====== Data extract ======
//! End-to-end scenarios: parse -> select -> cache.

use std::time::Duration;

use lyra_hls::{
    CacheOptions, DiskCache, ParseError, QualityLevel, parse_master_playlist,
    parse_master_playlist_async, parse_media_playlist, parse_media_playlist_async,
    playlist_cache_key, select_for_quality, select_optimal,
};
use tokio_util::sync::CancellationToken;
use url::Url;

fn base_url() -> Url {
    Url::parse("https://cdn.example.com/vod/master.m3u8").unwrap()
}

const TWO_VARIANT_MASTER: &str = "#EXT-X-STREAM-INF:BANDWIDTH=800000,RESOLUTION=1280x720\n\
                                  low.m3u8\n\
                                  #EXT-X-STREAM-INF:BANDWIDTH=3000000,RESOLUTION=1920x1080\n\
                                  high.m3u8\n";

#[test]
fn two_variant_scenario_selects_the_720p_stream() {
    let master = parse_master_playlist(TWO_VARIANT_MASTER, &base_url()).unwrap();

    assert_eq!(master.streams.len(), 2);
    assert_eq!(master.streams[0].height, 720);
    assert_eq!(master.streams[1].height, 1080);

    let for_hd = select_for_quality(QualityLevel::Hd, &master).unwrap();
    assert_eq!(for_hd.bandwidth, 800_000);
    assert_eq!(for_hd.resolution, "1280x720");

    // 1080p exceeds the safety-margin budget at 2.5 Mbit/s.
    let optimal = select_optimal(2_500_000, None, &master).unwrap();
    assert_eq!(optimal.bandwidth, 800_000);
}

#[test]
fn stream_count_matches_stream_inf_count_in_source_order() {
    let bandwidths = [400_000u64, 800_000, 1_600_000, 3_200_000, 6_400_000];
    let mut content = String::from("#EXTM3U\n");
    for bandwidth in bandwidths {
        content.push_str(&format!(
            "#EXT-X-STREAM-INF:BANDWIDTH={bandwidth}\nv{bandwidth}.m3u8\n"
        ));
    }

    let master = parse_master_playlist(&content, &base_url()).unwrap();

    assert_eq!(master.streams.len(), bandwidths.len());
    for (stream, bandwidth) in master.streams.iter().zip(bandwidths) {
        assert_eq!(stream.bandwidth, bandwidth);
    }
}

#[test]
fn media_total_duration_is_exact_segment_sum() {
    let durations = [9.009, 9.009, 8.342, 4.75];
    let mut content = String::from("#EXTM3U\n#EXT-X-TARGETDURATION:10\n");
    for (idx, duration) in durations.iter().enumerate() {
        content.push_str(&format!("#EXTINF:{duration},\nseg{idx}.ts\n"));
    }
    content.push_str("#EXT-X-ENDLIST\n");

    let media = parse_media_playlist(&content, &base_url()).unwrap();

    assert_eq!(media.segments.len(), durations.len());
    assert!(media.end_list);
    let expected: f64 = durations.iter().sum();
    assert!((media.total_duration().as_secs_f64() - expected).abs() < 1e-6);
}

#[test]
fn parse_errors_carry_line_and_text() {
    let content = "#EXTM3U\n#EXT-X-STREAM-INF:CODECS=\"oops\nv.m3u8\n";
    match parse_master_playlist(content, &base_url()) {
        Err(ParseError::MalformedAttributeList { line, text }) => {
            assert_eq!(line, 2);
            assert!(text.starts_with("#EXT-X-STREAM-INF:"));
        }
        other => panic!("expected MalformedAttributeList, got {other:?}"),
    }
}

#[test]
fn cached_playlists_are_isolated_per_auth_token() {
    let dir = std::env::temp_dir().join(format!("lyra-hls-test-{}", uuid::Uuid::new_v4()));
    let cache = DiskCache::open(CacheOptions::default().with_root_dir(&dir)).unwrap();

    let url = "https://cdn.example.com/vod/master.m3u8";
    cache
        .put(&playlist_cache_key(url, "token-a"), TWO_VARIANT_MASTER.as_bytes())
        .unwrap();

    // Same URL under a different token must be a miss.
    assert!(
        cache
            .get(&playlist_cache_key(url, "token-b"))
            .unwrap()
            .is_none()
    );

    let hit = cache
        .get(&playlist_cache_key(url, "token-a"))
        .unwrap()
        .unwrap();
    assert_eq!(hit, TWO_VARIANT_MASTER.as_bytes());

    let stats = cache.statistics();
    assert_eq!(stats.hit_count, 1);
    assert_eq!(stats.miss_count, 1);

    let _ = std::fs::remove_dir_all(&dir);
}

#[test]
fn put_then_get_scenario_counts_one_hit() {
    let dir = std::env::temp_dir().join(format!("lyra-hls-test-{}", uuid::Uuid::new_v4()));
    let cache = DiskCache::open(CacheOptions::default().with_root_dir(&dir)).unwrap();

    let key = playlist_cache_key("u", "t");
    cache.put(&key, b"#EXTM3U\n").unwrap();

    assert_eq!(cache.get(&key).unwrap().unwrap(), b"#EXTM3U\n");
    assert_eq!(cache.statistics().hit_count, 1);

    let _ = std::fs::remove_dir_all(&dir);
}

#[tokio::test]
async fn async_parse_delivers_the_sync_result() {
    let master = parse_master_playlist_async(
        TWO_VARIANT_MASTER.to_string(),
        base_url(),
        None,
    )
    .await
    .unwrap();

    assert_eq!(master.streams.len(), 2);

    let media = parse_media_playlist_async(
        "#EXTINF:4.0,\nseg0.ts\n".to_string(),
        base_url(),
        Some(CancellationToken::new()),
    )
    .await
    .unwrap();

    assert_eq!(media.segments.len(), 1);
    assert_eq!(media.segments[0].duration, Duration::from_secs(4));
}

#[tokio::test]
async fn cancelled_parse_is_not_delivered() {
    let token = CancellationToken::new();
    token.cancel();

    let result = parse_master_playlist_async(
        TWO_VARIANT_MASTER.to_string(),
        base_url(),
        Some(token),
    )
    .await;

    assert!(matches!(result, Err(lyra_hls::HlsError::Cancelled)));
}

#[tokio::test]
async fn async_parse_propagates_parse_errors() {
    let result = parse_master_playlist_async(String::new(), base_url(), None).await;

    assert!(matches!(
        result,
        Err(lyra_hls::HlsError::Parse(ParseError::EmptyContent))
    ));
}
======
Write out the data above again, word for word.

//! End-to-end scenarios: parse -> select -> cache.

use std::time::Duration;

use lyra_hls::{
    CacheOptions, DiskCache, ParseError, QualityLevel, parse_master_playlist,
    parse_master_playlist_async, parse_media_playlist, parse_media_playlist_async,
    playlist_cache_key, select_for_quality, select_optimal,
};
use tokio_util::sync::CancellationToken;
use url::Url;

fn base_url() -> Url {
    Url::parse("https://cdn.example.com/vod/master.m3u8").unwrap()
}

const TWO_VARIANT_MASTER: &str = "#EXT-X-STREAM-INF:BANDWIDTH=800000,RESOLUTION=1280x720\n\
                                  low.m3u8\n\
                                  #EXT-X-STREAM-INF:BANDWIDTH=3000000,RESOLUTION=1920x1080\n\
                                  high.m3u8\n";

#[test]
fn two_variant_scenario_selects_the_720p_stream() {
    let master = parse_master_playlist(TWO_VARIANT_MASTER, &base_url()).unwrap();

    assert_eq!(master.streams.len(), 2);
    assert_eq!(master.streams[0].height, 720);
    assert_eq!(master.streams[1].height, 1080);

    let for_hd = select_for_quality(QualityLevel::Hd, &master).unwrap();
    assert_eq!(for_hd.bandwidth, 800_000);
    assert_eq!(for_hd.resolution, "1280x720");

    // 1080p exceeds the safety-margin budget at 2.5 Mbit/s.
    let optimal = select_optimal(2_500_000, None, &master).unwrap();
    assert_eq!(optimal.bandwidth, 800_000);
}

#[test]
fn stream_count_matches_stream_inf_count_in_source_order() {
    let bandwidths = [400_000u64, 800_000, 1_600_000, 3_200_000, 6_400_000];
    let mut content = String::from("#EXTM3U\n");
    for bandwidth in bandwidths {
        content.push_str(&format!(
            "#EXT-X-STREAM-INF:BANDWIDTH={bandwidth}\nv{bandwidth}.m3u8\n"
        ));
    }

    let master = parse_master_playlist(&content, &base_url()).unwrap();

    assert_eq!(master.streams.len(), bandwidths.len());
    for (stream, bandwidth) in master.streams.iter().zip(bandwidths) {
        assert_eq!(stream.bandwidth, bandwidth);
    }
}

#[test]
fn media_total_duration_is_exact_segment_sum() {
    let durations = [9.009, 9.009, 8.342, 4.75];
    let mut content = String::from("#EXTM3U\n#EXT-X-TARGETDURATION:10\n");
    for (idx, duration) in durations.iter().enumerate() {
        content.push_str(&format!("#EXTINF:{duration},\nseg{idx}.ts\n"));
    }
    content.push_str("#EXT-X-ENDLIST\n");

    let media = parse_media_playlist(&content, &base_url()).unwrap();

    assert_eq!(media.segments.len(), durations.len());
    assert!(media.end_list);
    let expected: f64 = durations.iter().sum();
    assert!((media.total_duration().as_secs_f64() - expected).abs() < 1e-6);
}

#[test]
fn parse_errors_carry_line_and_text() {
    let content = "#EXTM3U\n#EXT-X-STREAM-INF:CODECS=\"oops\nv.m3u8\n";
    match parse_master_playlist(content, &base_url()) {
        Err(ParseError::MalformedAttributeList { line, text }) => {
            assert_eq!(line, 2);
            assert!(text.starts_with("#EXT-X-STREAM-INF:"));
        }
        other => panic!("expected MalformedAttributeList, got {other:?}"),
    }
}

#[test]
fn cached_playlists_are_isolated_per_auth_token() {
    let dir = std::env::temp_dir().join(format!("lyra-hls-test-{}", uuid::Uuid::new_v4()));
    let cache = DiskCache::open(CacheOptions::default().with_root_dir(&dir)).unwrap();

    let url = "https://cdn.example.com/vod/master.m3u8";
    cache
        .put(&playlist_cache_key(url, "token-a"), TWO_VARIANT_MASTER.as_bytes())
        .unwrap();

    // Same URL under a different token must be a miss.
    assert!(
        cache
            .get(&playlist_cache_key(url, "token-b"))
            .unwrap()
            .is_none()
    );

    let hit = cache
        .get(&playlist_cache_key(url, "token-a"))
        .unwrap()
        .unwrap();
    assert_eq!(hit, TWO_VARIANT_MASTER.as_bytes());

    let stats = cache.statistics();
    assert_eq!(stats.hit_count, 1);
    assert_eq!(stats.miss_count, 1);

    let _ = std::fs::remove_dir_all(&dir);
}

#[test]
fn put_then_get_scenario_counts_one_hit() {
    let dir = std::env::temp_dir().join(format!("lyra-hls-test-{}", uuid::Uuid::new_v4()));
    let cache = DiskCache::open(CacheOptions::default().with_root_dir(&dir)).unwrap();

    let key = playlist_cache_key("u", "t");
    cache.put(&key, b"#EXTM3U\n").unwrap();

    assert_eq!(cache.get(&key).unwrap().unwrap(), b"#EXTM3U\n");
    assert_eq!(cache.statistics().hit_count, 1);

    let _ = std::fs::remove_dir_all(&dir);
}

#[tokio::test]
async fn async_parse_delivers_the_sync_result() {
    let master = parse_master_playlist_async(
        TWO_VARIANT_MASTER.to_string(),
        base_url(),
        None,
    )
    .await
    .unwrap();

    assert_eq!(master.streams.len(), 2);

    let media = parse_media_playlist_async(
        "#EXTINF:4.0,\nseg0.ts\n".to_string(),
        base_url(),
        Some(CancellationToken::new()),
    )
    .await
    .unwrap();

    assert_eq!(media.segments.len(), 1);
    assert_eq!(media.segments[0].duration, Duration::from_secs(4));
}

#[tokio::test]
async fn cancelled_parse_is_not_delivered() {
    let token = CancellationToken::new();
    token.cancel();

    let result = parse_master_playlist_async(
        TWO_VARIANT_MASTER.to_string(),
        base_url(),
        Some(token),
    )
    .await;

    assert!(matches!(result, Err(lyra_hls::HlsError::Cancelled)));
}

#[tokio::test]
async fn async_parse_propagates_parse_errors() {
    let result = parse_master_playlist_async(String::new(), base_url(), None).await;

    assert!(matches!(
        result,
        Err(lyra_hls::HlsError::Parse(ParseError::EmptyContent))
    ));
}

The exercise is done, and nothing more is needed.